(WORK INSTRUCTIONS)
All of the data that appears below is to be given again precisely as written.

Dataset entries:
● ● ● ●

use crate::{
    config::RunConfig,
    plotting,
    report,
    session::{ResultSlot, Snapshot},
    submission::{self, SubmissionOutcome},
    Cli,
};
use anyhow::{Context, Result};
use carbonprint_core::{locale, CalculatorBuilder};
use carbonprint_schemas::language::Language;
use chrono::{Datelike, Local};
use std::{fs, path::PathBuf};
use tracing::warn;

/// Computes the footprint once, stores it, then renders every output from the stored snapshot.
pub fn run(cli: &Cli, config: RunConfig) -> Result<()> {
    let mut builder = CalculatorBuilder::new()
        .with_region(config.region)
        .with_language(cli.language);
    if let Some(factors) = config.factors {
        builder = builder.with_factors(factors);
    }
    let calculator = builder.build().context("Failed to configure the calculator")?;

    let slot = ResultSlot::new();
    let result = calculator
        .calculate(&config.lifestyle)
        .context("Calculation failed")?;
    let snapshot = slot.store(result, config.user, Local::now());
    let country = snapshot
        .user
        .as_ref()
        .map(|u| u.country.clone())
        .unwrap_or_else(|| calculator.region().display_name().to_string());

    print_summary_report(&snapshot, cli.language);

    if !cli.no_report {
        let output_dir = cli.output_dir.clone().unwrap_or_else(default_output_dir);
        fs::create_dir_all(&output_dir)
            .with_context(|| format!("Failed to create output directory: {:?}", output_dir))?;

        let charts = plotting::generate_all_plots(&output_dir, &snapshot.result.breakdown);
        match report::write_bundle(&output_dir, &snapshot, &country, &charts) {
            Ok(files) => println!("\nReport saved to '{}'", files.document.display()),
            Err(e) => {
                warn!(error = %format!("{e:#}"), "report export failed");
                println!("\nWarning: the report could not be written: {e:#}");
            }
        }
    }

    if let Some(url) = cli.submit_url.as_deref() {
        match submission::submit(url, &snapshot) {
            SubmissionOutcome::Submitted => println!("Data successfully submitted."),
            SubmissionOutcome::Skipped => {
                println!("Warning: fill in your name and age so the data can be submitted.")
            }
            SubmissionOutcome::Failed(reason) => {
                println!("Warning: failed to submit data ({reason}).")
            }
        }
    }

    Ok(())
}

fn default_output_dir() -> PathBuf {
    PathBuf::from(format!(
        "./data/runs/carbon_{}",
        Local::now().format("%Y%m%d_%H%M%S")
    ))
}

fn print_summary_report(snapshot: &Snapshot, language: Language) {
    let result = &snapshot.result;
    let h = locale::headings(language);

    println!("\n{}", locale::about(language));
    println!("\n--- [{}] ---", h.title);
    println!("========================================");
    if let Some(user) = &snapshot.user {
        println!("{}: {} ({})", h.user_info, user.name, user.age);
    }
    println!(
        "{}: {:.2} {}",
        h.total, result.total_tonnes, h.tonnes_per_year
    );
    println!(
        "{}: {}",
        h.rating,
        locale::rating_label(result.rating, language)
    );

    println!("\n{}:", h.breakdown);
    for (category, tonnes) in result.breakdown.iter() {
        println!("  - {:<15} {:>8.2}", category.label(), tonnes);
    }

    println!("\n{}: {}", h.offset, result.trees_needed);
    println!("  ({})", h.tree_absorption_note);

    println!("\n{}: {}", h.focus, result.dominant_category);
    for tip in &result.recommendations {
        println!("  - {}", tip);
    }

    println!(
        "\n{}: {}",
        h.tip_of_the_day,
        locale::eco_tip(language, snapshot.computed_at.ordinal())
    );
    println!("========================================");
    println!("{}", h.disclaimer);
}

● ● ● ●

(ANSWER TO THIS PROBLEM)
use crate::{
    config::RunConfig,
    plotting,
    report,
    session::{ResultSlot, Snapshot},
    submission::{self, SubmissionOutcome},
    Cli,
};
use anyhow::{Context, Result};
use carbonprint_core::{locale, CalculatorBuilder};
use carbonprint_schemas::language::Language;
use chrono::{Datelike, Local};
use std::{fs, path::PathBuf};
use tracing::warn;

/// Computes the footprint once, stores it, then renders every output from the stored snapshot.
pub fn run(cli: &Cli, config: RunConfig) -> Result<()> {
    let mut builder = CalculatorBuilder::new()
        .with_region(config.region)
        .with_language(cli.language);
    if let Some(factors) = config.factors {
        builder = builder.with_factors(factors);
    }
    let calculator = builder.build().context("Failed to configure the calculator")?;

    let slot = ResultSlot::new();
    let result = calculator
        .calculate(&config.lifestyle)
        .context("Calculation failed")?;
    let snapshot = slot.store(result, config.user, Local::now());
    let country = snapshot
        .user
        .as_ref()
        .map(|u| u.country.clone())
        .unwrap_or_else(|| calculator.region().display_name().to_string());

    print_summary_report(&snapshot, cli.language);

    if !cli.no_report {
        let output_dir = cli.output_dir.clone().unwrap_or_else(default_output_dir);
        fs::create_dir_all(&output_dir)
            .with_context(|| format!("Failed to create output directory: {:?}", output_dir))?;

        let charts = plotting::generate_all_plots(&output_dir, &snapshot.result.breakdown);
        match report::write_bundle(&output_dir, &snapshot, &country, &charts) {
            Ok(files) => println!("\nReport saved to '{}'", files.document.display()),
            Err(e) => {
                warn!(error = %format!("{e:#}"), "report export failed");
                println!("\nWarning: the report could not be written: {e:#}");
            }
        }
    }

    if let Some(url) = cli.submit_url.as_deref() {
        match submission::submit(url, &snapshot) {
            SubmissionOutcome::Submitted => println!("Data successfully submitted."),
            SubmissionOutcome::Skipped => {
                println!("Warning: fill in your name and age so the data can be submitted.")
            }
            SubmissionOutcome::Failed(reason) => {
                println!("Warning: failed to submit data ({reason}).")
            }
        }
    }

    Ok(())
}

fn default_output_dir() -> PathBuf {
    PathBuf::from(format!(
        "./data/runs/carbon_{}",
        Local::now().format("%Y%m%d_%H%M%S")
    ))
}

fn print_summary_report(snapshot: &Snapshot, language: Language) {
    let result = &snapshot.result;
    let h = locale::headings(language);

    println!("\n{}", locale::about(language));
    println!("\n--- [{}] ---", h.title);
    println!("========================================");
    if let Some(user) = &snapshot.user {
        println!("{}: {} ({})", h.user_info, user.name, user.age);
    }
    println!(
        "{}: {:.2} {}",
        h.total, result.total_tonnes, h.tonnes_per_year
    );
    println!(
        "{}: {}",
        h.rating,
        locale::rating_label(result.rating, language)
    );

    println!("\n{}:", h.breakdown);
    for (category, tonnes) in result.breakdown.iter() {
        println!("  - {:<15} {:>8.2}", category.label(), tonnes);
    }

    println!("\n{}: {}", h.offset, result.trees_needed);
    println!("  ({})", h.tree_absorption_note);

    println!("\n{}: {}", h.focus, result.dominant_category);
    for tip in &result.recommendations {
        println!("  - {}", tip);
    }

    println!(
        "\n{}: {}",
        h.tip_of_the_day,
        locale::eco_tip(language, snapshot.computed_at.ordinal())
    );
    println!("========================================");
    println!("{}", h.disclaimer);
}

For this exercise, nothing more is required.